# YOUR TASK:
Exactly reproduce each entry, leaving out nothing.

=== DATA EXCERPTS ===

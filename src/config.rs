pub mod parameter_spec;
pub mod profile;

pub use parameter_spec::{ParameterKind, ParameterSpec};
pub use profile::{load_tool_profile, ToolProfile, DEFAULT_POLL_INTERVAL_MS};

#[derive(Debug, thiserror::Error)]
pub enum ConfigError {
    #[error("failed to read file {path}: {source}")]
    Read {
        path: String,
        #[source]
        source: std::io::Error,
    },
    #[error("invalid yaml in {path}: {source}")]
    Parse {
        path: String,
        #[source]
        source: serde_yaml::Error,
    },
    #[error("tool profile validation failed: {0}")]
    Invalid(String),
}
//! Configuration validation.

use crate::error::{ConfigError, Error, Result};

use super::AxisConfig;

/// Validate an axis configuration.
///
/// Checks:
/// - steps per revolution is non-zero
/// - velocity bounds satisfy `0 < min <= max`
/// - acceleration and homing rates are positive
/// - slide units per revolution, when given, is positive
pub fn validate_config(config: &AxisConfig) -> Result<()> {
    if config.steps_per_revolution == 0 {
        return Err(Error::Config(ConfigError::InvalidStepsPerRevolution(
            config.steps_per_revolution,
        )));
    }

    let min = config.min_rps.value();
    let max = config.max_rps.value();
    if min <= 0.0 || max <= 0.0 || min > max {
        return Err(Error::Config(ConfigError::InvalidVelocityRange { min, max }));
    }

    if config.rpss.value() <= 0.0 {
        return Err(Error::Config(ConfigError::InvalidAcceleration(
            config.rpss.value(),
        )));
    }

    if config.homing_rps.value() <= 0.0 {
        return Err(Error::Config(ConfigError::InvalidHomingRate(
            config.homing_rps.value(),
        )));
    }

    if let Some(per_rev) = config.slide_units_per_rev {
        if per_rev <= 0.0 {
            return Err(Error::Config(ConfigError::InvalidSlideUnits(per_rev)));
        }
    }

    Ok(())
}

#[cfg(test)]
mod tests {
    use super::*;
    use crate::config::units::{RevsPerSec, RevsPerSecSquared};

    #[test]
    fn test_valid_default() {
        assert!(validate_config(&AxisConfig::default()).is_ok());
    }

    #[test]
    fn test_zero_steps_rejected() {
        let config = AxisConfig {
            steps_per_revolution: 0,
            ..AxisConfig::default()
        };
        assert!(matches!(
            validate_config(&config),
            Err(Error::Config(ConfigError::InvalidStepsPerRevolution(0)))
        ));
    }

    #[test]
    fn test_inverted_velocity_range_rejected() {
        let config = AxisConfig {
            min_rps: RevsPerSec(2.0),
            max_rps: RevsPerSec(1.0),
            ..AxisConfig::default()
        };
        assert!(matches!(
            validate_config(&config),
            Err(Error::Config(ConfigError::InvalidVelocityRange { .. }))
        ));
    }

    #[test]
    fn test_zero_acceleration_rejected() {
        let config = AxisConfig {
            rpss: RevsPerSecSquared(0.0),
            ..AxisConfig::default()
        };
        assert!(matches!(
            validate_config(&config),
            Err(Error::Config(ConfigError::InvalidAcceleration(_)))
        ));
    }

    #[test]
    fn test_negative_slide_units_rejected() {
        let config = AxisConfig {
            slide_units_per_rev: Some(-0.1),
            ..AxisConfig::default()
        };
        assert!(matches!(
            validate_config(&config),
            Err(Error::Config(ConfigError::InvalidSlideUnits(_)))
        ));
    }
}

===

# EXERCISE RESPONSE:
filename src/config.rs
pub mod parameter_spec;
pub mod profile;

pub use parameter_spec::{ParameterKind, ParameterSpec};
pub use profile::{load_tool_profile, ToolProfile, DEFAULT_POLL_INTERVAL_MS};

#[derive(Debug, thiserror::Error)]
pub enum ConfigError {
    #[error("failed to read file {path}: {source}")]
    Read {
        path: String,
        #[source]
        source: std::io::Error,
    },
    #[error("invalid yaml in {path}: {source}")]
    Parse {
        path: String,
        #[source]
        source: serde_yaml::Error,
    },
    #[error("tool profile validation failed: {0}")]
    Invalid(String),
}
//! Configuration validation.

use crate::error::{ConfigError, Error, Result};

use super::AxisConfig;

/// Validate an axis configuration.
///
/// Checks:
/// - steps per revolution is non-zero
/// - velocity bounds satisfy `0 < min <= max`
/// - acceleration and homing rates are positive
/// - slide units per revolution, when given, is positive
pub fn validate_config(config: &AxisConfig) -> Result<()> {
    if config.steps_per_revolution == 0 {
        return Err(Error::Config(ConfigError::InvalidStepsPerRevolution(
            config.steps_per_revolution,
        )));
    }

    let min = config.min_rps.value();
    let max = config.max_rps.value();
    if min <= 0.0 || max <= 0.0 || min > max {
        return Err(Error::Config(ConfigError::InvalidVelocityRange { min, max }));
    }

    if config.rpss.value() <= 0.0 {
        return Err(Error::Config(ConfigError::InvalidAcceleration(
            config.rpss.value(),
        )));
    }

    if config.homing_rps.value() <= 0.0 {
        return Err(Error::Config(ConfigError::InvalidHomingRate(
            config.homing_rps.value(),
        )));
    }

    if let Some(per_rev) = config.slide_units_per_rev {
        if per_rev <= 0.0 {
            return Err(Error::Config(ConfigError::InvalidSlideUnits(per_rev)));
        }
    }

    Ok(())
}

#[cfg(test)]
mod tests {
    use super::*;
    use crate::config::units::{RevsPerSec, RevsPerSecSquared};

    #[test]
    fn test_valid_default() {
        assert!(validate_config(&AxisConfig::default()).is_ok());
    }

    #[test]
    fn test_zero_steps_rejected() {
        let config = AxisConfig {
            steps_per_revolution: 0,
            ..AxisConfig::default()
        };
        assert!(matches!(
            validate_config(&config),
            Err(Error::Config(ConfigError::InvalidStepsPerRevolution(0)))
        ));
    }

    #[test]
    fn test_inverted_velocity_range_rejected() {
        let config = AxisConfig {
            min_rps: RevsPerSec(2.0),
            max_rps: RevsPerSec(1.0),
            ..AxisConfig::default()
        };
        assert!(matches!(
            validate_config(&config),
            Err(Error::Config(ConfigError::InvalidVelocityRange { .. }))
        ));
    }

    #[test]
    fn test_zero_acceleration_rejected() {
        let config = AxisConfig {
            rpss: RevsPerSecSquared(0.0),
            ..AxisConfig::default()
        };
        assert!(matches!(
            validate_config(&config),
            Err(Error::Config(ConfigError::InvalidAcceleration(_)))
        ));
    }

    #[test]
    fn test_negative_slide_units_rejected() {
        let config = AxisConfig {
            slide_units_per_rev: Some(-0.1),
            ..AxisConfig::default()
        };
        assert!(matches!(
            validate_config(&config),
            Err(Error::Config(ConfigError::InvalidSlideUnits(_)))
        ));
    }
}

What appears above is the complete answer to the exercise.